Но кроме небольшого удивления его глаза не выражали ничего, да и сам он ничего не ощущал. Ни жалости, ни презрения, ни злости – она уже сошла на нет, хоть он и испытывал животное желание продолжать наказывать её по-своему, чтобы эта строптивая гриффиндорка наконец-то поняла, где она, кто она и какова теперь её роль в этой жизни. Грейнджер так и не осознала, что больше не являлась хозяйкой положения, что была теперь в его власти, и он хотел указать ей на её место, жаждал усмирить эту строптивую девчонку, но одновременно с тем не хотел ломать. Какой ему прок от сломленной, разбитой, безвольной куклы, которой она и была в эту самую секунду?! Однако она не переставала огрызаться, а значит, силы ещё не окончательно покинули её, как и её запал неиссякаемой гриффиндорской гордости. Эти размышления вызвали у него очередную усмешку.

- Кто бы сомневался, что тебе, тварь, будет смешно, - поднимаясь на ноги, бессильно проговорила Гермиона.

- Рот свой закрой, сука, - прищурив глаза и посмотрев на служанку, ответил на это Драко, продолжая всё также сидеть на корточках.

- А то что? – остановившись и обернувшись, хотя прежде она собиралась уйти подальше от него и вернуться в замок, с лёгкой, немного безумной улыбкой на губах проговорила Гермиона, - Ну вот что?! Снова изобьёшь? – при этих словах аристократ медленно поднялся и подошёл к ней, стоя теперь совсем близко, рядом с ней, сверля Гермиону разозлённым её речами взглядом, однако ничего не говоря в ответ, - Трахнешь прямо здесь? Нашлёшь на меня Круцио? Что, Малфой? Что ты сделаешь?

- Тебя явно ещё ни разу не избивали до полусмерти, иначе бы уже прикусила свой грязный язык, - выплюнул Драко, окинув свою любовницу быстрым взглядом с головы до ног.

- Грязный, - на эти слова девушка засмеялась, - А что, и впрямь грязный. Невозможно оставаться чистой после того, как покувыркаешься с тобой. И ведь этот самый язык ты когда-то переплетал со своим.

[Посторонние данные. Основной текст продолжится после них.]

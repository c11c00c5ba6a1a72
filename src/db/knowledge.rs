use super::{Db, deserialize_vector, models::*, serialize_vector};
use crate::error::{Error, Result};
use chrono::{DateTime, Utc};
use rusqlite::{OptionalExtension, params};
use tracing::debug;

fn encode_metadata(metadata: Option<&Metadata>) -> Result<Option<String>> {
    metadata
        .map(|m| {
            serde_json::to_string(m)
                .map_err(|e| Error::storage(format!("failed to encode metadata: {e}")))
        })
        .transpose()
}

fn decode_metadata(raw: Option<String>) -> Result<Option<Metadata>> {
    raw.map(|s| {
        serde_json::from_str::<Metadata>(&s)
            .map_err(|e| Error::storage(format!("stored metadata is not a JSON object: {e}")))
    })
    .transpose()
}

impl Db {
    /// Appends a chunk and its embedding in a single transaction.
    ///
    /// Returns the new chunk id. Ids come from an AUTOINCREMENT key and are
    /// never reused, even after a failed insert.
    pub fn insert_chunk(
        &mut self,
        content: &str,
        embedding: &[f32],
        metadata: Option<&Metadata>,
    ) -> Result<i64> {
        self.check_dimensions(embedding, "embedding")?;
        let metadata_json = encode_metadata(metadata)?;
        let created_at = Utc::now();

        let tx = self.conn.transaction()?;

        tx.execute(
            "INSERT INTO knowledge_chunks (content, metadata, created_at) VALUES (?, ?, ?)",
            params![content, metadata_json, created_at],
        )?;
        let chunk_id = tx.last_insert_rowid();

        tx.execute(
            "INSERT INTO vec_knowledge (rowid, embedding) VALUES (?, ?)",
            params![chunk_id, serialize_vector(embedding)],
        )?;

        tx.commit()?;
        debug!("Inserted knowledge chunk {chunk_id} ({} chars)", content.len());
        Ok(chunk_id)
    }

    /// Nearest-neighbour search by cosine distance.
    ///
    /// Results are ordered by ascending distance; equal distances fall back
    /// to ascending id so the order is stable for a given store state. Rows
    /// whose distance is undefined (a zero stored vector) never match.
    pub fn search(&self, query_vector: &[f32], top_k: usize) -> Result<Vec<RetrievedChunk>> {
        self.check_dimensions(query_vector, "query vector")?;

        let mut stmt = self.conn.prepare(
            r#"
            SELECT id, content, metadata, created_at, distance
            FROM (
                SELECT
                    c.id,
                    c.content,
                    c.metadata,
                    c.created_at,
                    vec_distance_cosine(v.embedding, ?) AS distance
                FROM vec_knowledge v
                JOIN knowledge_chunks c ON v.rowid = c.id
            )
            WHERE distance IS NOT NULL
            ORDER BY distance ASC, id ASC
            LIMIT ?
            "#,
        )?;

        let rows = stmt.query_map(
            params![serialize_vector(query_vector), top_k as i64],
            |row| {
                Ok((
                    row.get::<_, i64>(0)?,
                    row.get::<_, String>(1)?,
                    row.get::<_, Option<String>>(2)?,
                    row.get::<_, DateTime<Utc>>(3)?,
                    row.get::<_, f64>(4)?,
                ))
            },
        )?;

        let mut results = Vec::new();
        for row in rows {
            let (id, content, metadata, created_at, distance) = row?;
            results.push(RetrievedChunk {
                id,
                content,
                metadata: decode_metadata(metadata)?,
                created_at,
                similarity: 1.0 - distance,
            });
        }

        debug!("Vector search returned {} of top {top_k}", results.len());
        Ok(results)
    }

    /// Fetch a stored chunk, embedding included.
    pub fn get_chunk(&self, id: i64) -> Result<Option<KnowledgeChunk>> {
        let row = self
            .conn
            .query_row(
                r#"
                SELECT c.content, c.metadata, c.created_at, v.embedding
                FROM knowledge_chunks c
                JOIN vec_knowledge v ON v.rowid = c.id
                WHERE c.id = ?
                "#,
                params![id],
                |row| {
                    Ok((
                        row.get::<_, String>(0)?,
                        row.get::<_, Option<String>>(1)?,
                        row.get::<_, DateTime<Utc>>(2)?,
                        row.get::<_, Vec<u8>>(3)?,
                    ))
                },
            )
            .optional()?;

        row.map(|(content, metadata, created_at, blob)| {
            Ok(KnowledgeChunk {
                id,
                content,
                embedding: deserialize_vector(&blob),
                metadata: decode_metadata(metadata)?,
                created_at,
            })
        })
        .transpose()
    }

    /// Number of stored chunks.
    pub fn count_chunks(&self) -> Result<usize> {
        let count: i64 =
            self.conn
                .query_row("SELECT COUNT(*) FROM knowledge_chunks", [], |row| row.get(0))?;
        Ok(count as usize)
    }
}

Всего неделю назад. Или уже забыл, как целовал грёбаную грязнокровку, позабывши про все свои принципы, которые так яро высказывал мне ещё на младших курсах?! – говоря эти слова, Грейнджер сделала ещё один маленький шажок, подходя к нему уже вплотную, дыша Малфою теперь в лицо. Закусив нижнюю губу, она кинула взгляд на его губы. Тонкие, но, чёрт возьми, такие пропорциональные его лицу и такие нежные и желанные во время их былых, пусть и не настоящих, поцелуев. Таковым было всё его лицо, и ведь оно было красивым, это сложно было не признать. - Ты ни на секунду уже не задумывался о своих принципах, просто брал меня. А я отдавалась, потому что сама этого хотела. Как последняя потаскуха, неправда ли?! – на этих словах она засмеялась каким-то безумным, истеричным смехом, - Или любовница, - теперь её смех стал ещё громче, в глазах заблестел огонёк, но совсем недобрый. Почему-то сейчас она напомнила ему Беллатрису, - А ведь я и правда хотела тебя, ощущала эту тягу к твоему телу с того самого дня, когда ты в первый раз выторговал мой поцелуй, но боялась. И именно из-за своих желаний, из-за этой чёртовой жажды, похоти оказалась в итоге с тобой в одной постели. Никогда бы не согласилась на то, чего не желала, а здесь - согласилась, - опять усмешка, кривая, как и у него самого, - бессознательно ведь желала.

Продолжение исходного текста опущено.